## ASSIGNED TASK:
Count every line in this listing that has "Wraps". Reply with only the total.

## RECORD EXCERPTS:
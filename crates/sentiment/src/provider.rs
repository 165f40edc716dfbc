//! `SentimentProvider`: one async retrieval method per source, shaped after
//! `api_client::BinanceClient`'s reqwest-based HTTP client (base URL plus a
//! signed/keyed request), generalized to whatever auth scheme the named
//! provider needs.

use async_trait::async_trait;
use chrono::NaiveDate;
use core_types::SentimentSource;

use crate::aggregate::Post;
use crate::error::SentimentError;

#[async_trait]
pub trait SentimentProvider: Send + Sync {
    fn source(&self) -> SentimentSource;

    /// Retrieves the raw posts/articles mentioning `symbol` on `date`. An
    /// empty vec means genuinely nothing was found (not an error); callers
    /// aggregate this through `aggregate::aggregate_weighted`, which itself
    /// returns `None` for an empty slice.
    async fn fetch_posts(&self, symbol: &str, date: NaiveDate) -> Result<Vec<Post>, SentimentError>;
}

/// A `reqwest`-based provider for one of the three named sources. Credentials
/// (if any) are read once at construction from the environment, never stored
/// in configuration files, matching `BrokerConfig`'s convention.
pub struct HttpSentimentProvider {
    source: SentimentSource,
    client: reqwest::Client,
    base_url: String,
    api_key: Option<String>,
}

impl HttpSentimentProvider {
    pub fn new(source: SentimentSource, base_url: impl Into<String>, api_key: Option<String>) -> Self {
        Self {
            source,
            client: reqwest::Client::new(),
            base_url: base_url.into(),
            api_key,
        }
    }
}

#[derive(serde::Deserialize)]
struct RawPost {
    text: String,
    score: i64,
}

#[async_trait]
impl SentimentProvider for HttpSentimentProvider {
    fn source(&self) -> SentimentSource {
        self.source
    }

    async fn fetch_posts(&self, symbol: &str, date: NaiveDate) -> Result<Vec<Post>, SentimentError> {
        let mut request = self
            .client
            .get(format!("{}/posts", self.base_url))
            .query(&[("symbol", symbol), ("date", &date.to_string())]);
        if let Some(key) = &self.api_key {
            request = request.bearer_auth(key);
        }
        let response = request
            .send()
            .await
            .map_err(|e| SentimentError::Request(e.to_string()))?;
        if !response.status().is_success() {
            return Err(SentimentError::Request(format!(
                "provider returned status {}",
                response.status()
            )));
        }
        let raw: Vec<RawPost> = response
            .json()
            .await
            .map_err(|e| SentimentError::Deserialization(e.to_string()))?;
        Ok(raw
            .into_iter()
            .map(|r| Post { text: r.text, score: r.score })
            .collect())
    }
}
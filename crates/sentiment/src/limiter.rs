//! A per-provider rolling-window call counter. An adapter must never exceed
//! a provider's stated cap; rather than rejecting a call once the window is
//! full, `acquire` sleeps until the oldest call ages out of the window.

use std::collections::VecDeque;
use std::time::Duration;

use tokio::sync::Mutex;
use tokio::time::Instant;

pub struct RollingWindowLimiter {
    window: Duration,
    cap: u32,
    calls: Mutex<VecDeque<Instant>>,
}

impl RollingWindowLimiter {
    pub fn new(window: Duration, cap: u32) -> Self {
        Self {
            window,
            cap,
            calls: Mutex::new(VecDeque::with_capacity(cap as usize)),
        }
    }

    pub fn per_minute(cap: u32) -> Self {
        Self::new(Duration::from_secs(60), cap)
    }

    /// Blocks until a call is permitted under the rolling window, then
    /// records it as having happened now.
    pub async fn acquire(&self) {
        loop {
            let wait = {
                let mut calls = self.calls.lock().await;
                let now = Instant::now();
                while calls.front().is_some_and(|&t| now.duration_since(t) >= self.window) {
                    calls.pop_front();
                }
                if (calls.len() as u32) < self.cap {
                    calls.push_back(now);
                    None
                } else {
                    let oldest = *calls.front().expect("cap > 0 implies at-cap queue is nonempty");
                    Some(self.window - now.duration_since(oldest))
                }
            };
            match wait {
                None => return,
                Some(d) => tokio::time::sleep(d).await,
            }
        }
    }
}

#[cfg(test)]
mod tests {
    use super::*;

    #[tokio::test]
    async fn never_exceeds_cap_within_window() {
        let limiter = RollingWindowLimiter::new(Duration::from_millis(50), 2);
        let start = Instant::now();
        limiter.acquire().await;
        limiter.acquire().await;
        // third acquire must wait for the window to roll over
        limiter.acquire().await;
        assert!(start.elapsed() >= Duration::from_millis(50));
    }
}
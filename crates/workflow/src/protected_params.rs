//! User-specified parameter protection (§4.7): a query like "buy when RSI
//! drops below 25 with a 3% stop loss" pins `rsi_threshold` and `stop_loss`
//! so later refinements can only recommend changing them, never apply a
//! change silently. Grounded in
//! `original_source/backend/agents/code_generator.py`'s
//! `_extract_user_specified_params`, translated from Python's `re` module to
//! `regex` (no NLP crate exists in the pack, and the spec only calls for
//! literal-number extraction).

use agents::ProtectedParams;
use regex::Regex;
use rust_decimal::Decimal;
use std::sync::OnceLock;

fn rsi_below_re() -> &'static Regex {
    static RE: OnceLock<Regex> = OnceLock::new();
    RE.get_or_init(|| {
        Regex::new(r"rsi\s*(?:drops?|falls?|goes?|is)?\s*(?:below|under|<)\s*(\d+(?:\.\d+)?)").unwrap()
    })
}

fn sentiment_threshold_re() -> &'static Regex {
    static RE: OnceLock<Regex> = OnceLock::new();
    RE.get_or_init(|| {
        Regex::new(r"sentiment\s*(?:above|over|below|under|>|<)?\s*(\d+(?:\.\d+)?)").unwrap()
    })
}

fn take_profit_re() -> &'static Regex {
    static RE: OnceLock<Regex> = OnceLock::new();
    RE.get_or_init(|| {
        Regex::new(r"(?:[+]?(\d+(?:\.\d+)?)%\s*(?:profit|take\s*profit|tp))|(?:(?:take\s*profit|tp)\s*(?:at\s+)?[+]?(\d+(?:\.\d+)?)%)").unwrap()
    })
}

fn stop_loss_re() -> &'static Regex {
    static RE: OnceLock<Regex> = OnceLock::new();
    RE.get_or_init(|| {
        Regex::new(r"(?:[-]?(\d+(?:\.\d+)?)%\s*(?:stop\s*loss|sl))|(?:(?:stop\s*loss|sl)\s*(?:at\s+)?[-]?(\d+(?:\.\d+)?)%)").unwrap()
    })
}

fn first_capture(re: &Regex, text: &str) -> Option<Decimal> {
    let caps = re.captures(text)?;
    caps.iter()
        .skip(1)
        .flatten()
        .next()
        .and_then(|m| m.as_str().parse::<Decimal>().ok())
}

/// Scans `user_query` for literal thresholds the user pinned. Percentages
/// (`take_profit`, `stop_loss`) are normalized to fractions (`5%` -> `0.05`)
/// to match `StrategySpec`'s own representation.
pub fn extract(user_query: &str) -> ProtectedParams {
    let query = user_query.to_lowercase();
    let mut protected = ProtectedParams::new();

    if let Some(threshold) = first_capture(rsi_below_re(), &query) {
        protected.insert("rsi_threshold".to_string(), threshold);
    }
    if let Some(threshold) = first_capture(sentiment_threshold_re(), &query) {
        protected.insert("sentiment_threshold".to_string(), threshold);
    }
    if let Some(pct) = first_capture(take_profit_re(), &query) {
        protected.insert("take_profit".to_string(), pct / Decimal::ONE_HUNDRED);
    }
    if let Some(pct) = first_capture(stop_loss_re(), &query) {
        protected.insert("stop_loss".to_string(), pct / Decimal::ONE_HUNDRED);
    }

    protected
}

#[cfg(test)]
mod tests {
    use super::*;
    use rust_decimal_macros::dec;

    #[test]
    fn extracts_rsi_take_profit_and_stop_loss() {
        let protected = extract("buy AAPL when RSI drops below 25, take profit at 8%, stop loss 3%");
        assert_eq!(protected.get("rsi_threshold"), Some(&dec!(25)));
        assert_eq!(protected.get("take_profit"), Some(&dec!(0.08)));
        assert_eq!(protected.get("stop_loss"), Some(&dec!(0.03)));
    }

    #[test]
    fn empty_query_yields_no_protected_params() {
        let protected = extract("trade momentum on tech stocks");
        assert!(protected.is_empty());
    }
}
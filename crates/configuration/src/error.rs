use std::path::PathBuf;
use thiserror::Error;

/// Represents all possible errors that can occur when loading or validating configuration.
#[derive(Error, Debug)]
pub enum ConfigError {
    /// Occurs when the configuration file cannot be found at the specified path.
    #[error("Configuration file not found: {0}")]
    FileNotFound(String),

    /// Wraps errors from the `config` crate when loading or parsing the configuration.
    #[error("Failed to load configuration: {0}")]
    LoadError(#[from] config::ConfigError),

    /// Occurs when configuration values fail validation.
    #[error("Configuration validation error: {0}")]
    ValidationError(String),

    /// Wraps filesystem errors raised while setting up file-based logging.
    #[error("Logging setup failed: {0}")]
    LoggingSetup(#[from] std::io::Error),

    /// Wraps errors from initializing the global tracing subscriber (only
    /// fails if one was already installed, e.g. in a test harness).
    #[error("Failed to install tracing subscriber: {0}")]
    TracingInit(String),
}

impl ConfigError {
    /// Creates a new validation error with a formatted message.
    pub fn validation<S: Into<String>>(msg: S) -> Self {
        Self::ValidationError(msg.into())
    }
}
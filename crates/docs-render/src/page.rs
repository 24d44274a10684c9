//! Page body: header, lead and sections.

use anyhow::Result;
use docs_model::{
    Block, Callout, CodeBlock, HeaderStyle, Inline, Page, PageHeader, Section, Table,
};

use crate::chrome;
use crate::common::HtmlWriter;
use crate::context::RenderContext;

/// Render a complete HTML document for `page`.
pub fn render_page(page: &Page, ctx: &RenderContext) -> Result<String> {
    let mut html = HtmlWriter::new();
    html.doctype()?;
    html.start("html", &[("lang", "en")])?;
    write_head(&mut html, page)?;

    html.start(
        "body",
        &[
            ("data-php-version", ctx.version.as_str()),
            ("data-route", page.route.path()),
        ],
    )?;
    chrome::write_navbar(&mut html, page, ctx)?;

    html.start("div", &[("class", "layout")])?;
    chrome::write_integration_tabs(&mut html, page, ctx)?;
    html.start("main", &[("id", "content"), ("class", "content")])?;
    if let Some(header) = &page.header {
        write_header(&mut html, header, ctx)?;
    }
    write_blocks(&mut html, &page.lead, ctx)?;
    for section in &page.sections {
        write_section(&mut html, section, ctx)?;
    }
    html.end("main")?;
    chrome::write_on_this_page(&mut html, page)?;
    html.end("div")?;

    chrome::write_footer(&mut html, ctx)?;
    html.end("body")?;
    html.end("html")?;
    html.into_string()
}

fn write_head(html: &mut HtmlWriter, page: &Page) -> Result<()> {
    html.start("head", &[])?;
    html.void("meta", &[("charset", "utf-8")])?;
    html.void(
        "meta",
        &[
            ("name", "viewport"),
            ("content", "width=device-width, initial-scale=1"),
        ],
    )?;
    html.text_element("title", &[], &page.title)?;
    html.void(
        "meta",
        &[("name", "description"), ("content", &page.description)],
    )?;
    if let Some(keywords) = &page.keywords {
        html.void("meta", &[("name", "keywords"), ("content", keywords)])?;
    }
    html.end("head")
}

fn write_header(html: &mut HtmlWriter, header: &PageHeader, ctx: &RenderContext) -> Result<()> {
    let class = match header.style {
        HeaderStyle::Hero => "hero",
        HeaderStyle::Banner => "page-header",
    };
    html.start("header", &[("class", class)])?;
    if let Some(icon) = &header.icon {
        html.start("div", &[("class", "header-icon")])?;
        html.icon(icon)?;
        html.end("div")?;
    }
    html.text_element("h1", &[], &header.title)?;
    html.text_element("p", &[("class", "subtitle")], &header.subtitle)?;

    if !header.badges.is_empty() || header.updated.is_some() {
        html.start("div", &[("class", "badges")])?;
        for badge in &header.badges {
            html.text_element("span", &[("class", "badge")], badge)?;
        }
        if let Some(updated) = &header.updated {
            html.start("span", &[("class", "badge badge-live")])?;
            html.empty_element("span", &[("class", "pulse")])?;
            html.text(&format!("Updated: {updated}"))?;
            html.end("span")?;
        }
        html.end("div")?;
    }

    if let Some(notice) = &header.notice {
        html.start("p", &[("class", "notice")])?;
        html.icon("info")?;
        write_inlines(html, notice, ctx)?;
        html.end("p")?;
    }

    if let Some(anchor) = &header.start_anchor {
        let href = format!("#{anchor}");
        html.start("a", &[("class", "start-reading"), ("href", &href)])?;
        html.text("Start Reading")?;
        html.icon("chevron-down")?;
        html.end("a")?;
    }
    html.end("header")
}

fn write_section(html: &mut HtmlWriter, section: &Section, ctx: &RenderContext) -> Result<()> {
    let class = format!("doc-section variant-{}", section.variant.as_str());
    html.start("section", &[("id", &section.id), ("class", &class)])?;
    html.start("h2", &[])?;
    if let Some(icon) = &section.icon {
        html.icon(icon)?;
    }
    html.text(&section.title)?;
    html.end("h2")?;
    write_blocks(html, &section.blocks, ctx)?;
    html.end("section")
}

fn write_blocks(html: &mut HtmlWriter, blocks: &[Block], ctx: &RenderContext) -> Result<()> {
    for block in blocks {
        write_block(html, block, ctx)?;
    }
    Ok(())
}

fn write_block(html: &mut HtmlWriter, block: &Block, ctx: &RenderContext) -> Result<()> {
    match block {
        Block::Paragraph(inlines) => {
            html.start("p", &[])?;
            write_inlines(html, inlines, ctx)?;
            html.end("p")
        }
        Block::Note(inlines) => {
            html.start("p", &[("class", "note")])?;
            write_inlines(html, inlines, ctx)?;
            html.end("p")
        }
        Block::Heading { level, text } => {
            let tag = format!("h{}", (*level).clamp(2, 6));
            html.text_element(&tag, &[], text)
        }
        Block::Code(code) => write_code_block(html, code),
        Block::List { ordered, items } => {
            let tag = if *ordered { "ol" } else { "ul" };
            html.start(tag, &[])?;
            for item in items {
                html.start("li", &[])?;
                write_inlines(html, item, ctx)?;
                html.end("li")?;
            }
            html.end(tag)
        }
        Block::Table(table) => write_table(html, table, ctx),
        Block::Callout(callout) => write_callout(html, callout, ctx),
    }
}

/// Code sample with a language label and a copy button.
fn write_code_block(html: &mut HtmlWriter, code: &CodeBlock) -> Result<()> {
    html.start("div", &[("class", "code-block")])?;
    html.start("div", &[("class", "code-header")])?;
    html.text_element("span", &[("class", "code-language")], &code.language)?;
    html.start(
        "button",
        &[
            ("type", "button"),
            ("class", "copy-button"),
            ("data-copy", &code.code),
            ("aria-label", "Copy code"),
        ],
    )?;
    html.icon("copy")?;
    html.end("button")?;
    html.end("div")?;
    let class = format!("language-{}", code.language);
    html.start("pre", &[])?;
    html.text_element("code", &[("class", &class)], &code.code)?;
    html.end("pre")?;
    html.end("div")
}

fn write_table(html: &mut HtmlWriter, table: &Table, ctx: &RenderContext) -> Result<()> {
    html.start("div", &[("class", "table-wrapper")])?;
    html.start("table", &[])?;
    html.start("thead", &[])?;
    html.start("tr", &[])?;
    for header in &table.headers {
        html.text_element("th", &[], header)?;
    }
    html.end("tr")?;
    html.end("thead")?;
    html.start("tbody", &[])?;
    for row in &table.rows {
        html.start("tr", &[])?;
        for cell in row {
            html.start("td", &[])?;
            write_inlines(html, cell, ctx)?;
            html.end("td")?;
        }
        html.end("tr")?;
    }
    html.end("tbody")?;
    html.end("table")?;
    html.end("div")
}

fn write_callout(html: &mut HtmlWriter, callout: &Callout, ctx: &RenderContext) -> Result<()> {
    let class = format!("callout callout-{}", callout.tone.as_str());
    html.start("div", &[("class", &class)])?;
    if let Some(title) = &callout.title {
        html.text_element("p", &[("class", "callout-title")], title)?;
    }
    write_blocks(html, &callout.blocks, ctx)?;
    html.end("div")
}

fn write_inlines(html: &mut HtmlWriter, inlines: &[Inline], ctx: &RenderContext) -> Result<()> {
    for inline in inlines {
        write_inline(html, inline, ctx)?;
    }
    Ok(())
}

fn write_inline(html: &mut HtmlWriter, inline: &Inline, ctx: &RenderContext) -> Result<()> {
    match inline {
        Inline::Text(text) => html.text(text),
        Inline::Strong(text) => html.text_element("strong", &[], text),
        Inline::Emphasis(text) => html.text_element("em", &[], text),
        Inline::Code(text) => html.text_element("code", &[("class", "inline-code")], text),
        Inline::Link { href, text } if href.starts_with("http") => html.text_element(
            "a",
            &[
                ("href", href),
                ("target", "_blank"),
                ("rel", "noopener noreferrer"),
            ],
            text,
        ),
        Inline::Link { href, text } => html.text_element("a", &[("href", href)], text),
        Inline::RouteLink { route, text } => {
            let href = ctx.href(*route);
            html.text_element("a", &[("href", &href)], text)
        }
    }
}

## SOLUTION FOR THIS PROBLEM:
3